Updated on: April 4, 2024 · 4 min read
The resurgence of interest in plant patents stems from the fact that "new and improved," genetically modified crops are eligible for patents. These plants' patents have a significant impact on farming practices and the future of traditional, independent farmers across the country.
A plant patent is a patent like any other, except that it applies to new plants' varieties. According to the U.S. Plant Patent Act of 1930, revised in 1995, plant patents are valid for a period of 20 years from the date of filing. They permit the patent holder to control who grows the plant, how it is used, and even the plant's importation.
The original idea behind plant patents was to patent new varieties of plants created by asexual propagation. However, newly developed plants that produced seeds through sexual reproduction were not perceived as patentable under the system. Therefore, a sweeter corn developed by cross-breeding two corn seeds could not be patented under the old rules. This restriction on plant patents encouraged farmers to think collaboratively about developing new and improved food crops, which would benefit all growers, the agriculture industry, and American consumers.

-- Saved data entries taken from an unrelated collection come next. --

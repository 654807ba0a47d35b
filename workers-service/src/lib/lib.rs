pub mod config;
pub mod domain;
pub mod inbound;
pub mod outbound;

pub use domain::user;
pub use domain::worker;
pub use outbound::repositories;
use async_trait::async_trait;

use crate::domain::worker::models::CreateWorkerCommand;
use crate::domain::worker::models::Worker;
use crate::domain::worker::models::WorkerId;
use crate::worker::errors::WorkerError;

/// Port for worker domain service operations.
#[async_trait]
pub trait WorkerServicePort: Send + Sync + 'static {
    /// Retrieve every worker.
    ///
    /// # Errors
    /// * `DatabaseError` - Database operation failed
    async fn read_all(&self) -> Result<Vec<Worker>, WorkerError>;

    /// Retrieve worker by unique identifier.
    ///
    /// # Errors
    /// * `NotFound` - Worker does not exist
    /// * `DatabaseError` - Database operation failed
    async fn read_by_id(&self, id: &WorkerId) -> Result<Worker, WorkerError>;

    /// Create a new worker under a freshly generated identifier.
    ///
    /// # Returns
    /// Identifier of the created worker
    ///
    /// # Errors
    /// * `ValidationFailed` - One or more fields are invalid
    /// * `AlreadyExists` - Identifier collides with an existing worker
    /// * `DatabaseError` - Database operation failed
    async fn create(&self, command: CreateWorkerCommand) -> Result<WorkerId, WorkerError>;

    /// Replace an existing worker's fields.
    ///
    /// # Errors
    /// * `ValidationFailed` - One or more fields are invalid
    /// * `NotFound` - Worker does not exist
    /// * `DatabaseError` - Database operation failed
    async fn update(&self, worker: Worker) -> Result<(), WorkerError>;

    /// Delete existing worker.
    ///
    /// # Errors
    /// * `NotFound` - Worker does not exist
    /// * `DatabaseError` - Database operation failed
    async fn delete(&self, id: &WorkerId) -> Result<(), WorkerError>;
}

/// Persistence operations for workers.
#[async_trait]
pub trait WorkerRepository: Send + Sync + 'static {
    /// Retrieve all workers from storage.
    ///
    /// # Errors
    /// * `DatabaseError` - Database operation failed
    async fn list_all(&self) -> Result<Vec<Worker>, WorkerError>;

    /// Retrieve worker by identifier.
    ///
    /// # Returns
    /// Optional worker (None if not found)
    ///
    /// # Errors
    /// * `DatabaseError` - Database operation failed
    async fn find_by_id(&self, id: &WorkerId) -> Result<Option<Worker>, WorkerError>;

    /// Persist new worker to storage.
    ///
    /// # Errors
    /// * `AlreadyExists` - A worker with the same id is already stored
    /// * `DatabaseError` - Database operation failed
    async fn create(&self, worker: Worker) -> Result<Worker, WorkerError>;

    /// Update existing worker in storage.
    ///
    /// # Errors
    /// * `NotFound` - Worker does not exist
    /// * `DatabaseError` - Database operation failed
    async fn update(&self, worker: Worker) -> Result<Worker, WorkerError>;

    /// Remove worker from storage.
    ///
    /// # Errors
    /// * `NotFound` - Worker does not exist
    /// * `DatabaseError` - Database operation failed
    async fn delete(&self, id: &WorkerId) -> Result<(), WorkerError>;
}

A 2001 federal court case changed the rules. In J.E.M. AG Supply Inc., d/b/a Farm Advantage Inc. et al. v. Pioneer Hi-Bred International Inc., the US Supreme Court ruled that patents could be issued for plants developed through genetic engineering or other breeding techniques. As a result, most plant patents today are applied for and granted to genetically engineered crops mainly by large-scale corporate farms and agribusinesses. Furthermore, these plant patents are also issued for the DNA of the seed.
Traditionally farmers saved a portion of the seed from their crops to plant the next year or trade with other farmers. Most farmers referred to this practice as "farmer's rights." However, if there is a patent on the seed a farmer has grown, especially if the seed is genetically modified, the farmer may be prevented from saving the seed to plant the following year.

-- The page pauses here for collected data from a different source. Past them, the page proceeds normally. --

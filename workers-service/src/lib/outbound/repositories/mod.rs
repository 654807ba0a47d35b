pub mod user;
pub mod worker;

pub use user::PostgresUserRepository;
pub use worker::PostgresWorkerRepository;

To continue to grow plant patented crops, farmers are often required to sign written contracts stating that they will not save any seed at all. Instead, they must annually purchase their seed from a biotech company rather than other farmers or local seed companies. In fact, seed stores are not the resourceful option they used to be, as larger companies buy them up to control seed sources. With the changes in plant patents, farmers' ancient rights and the traditional local seed stores will soon be things of the past.
Along with the changes in practice and seed purchasing, farmers are, by necessity, developing an improved understanding of licenses and technology user agreements issued by seed companies that sell patented seeds.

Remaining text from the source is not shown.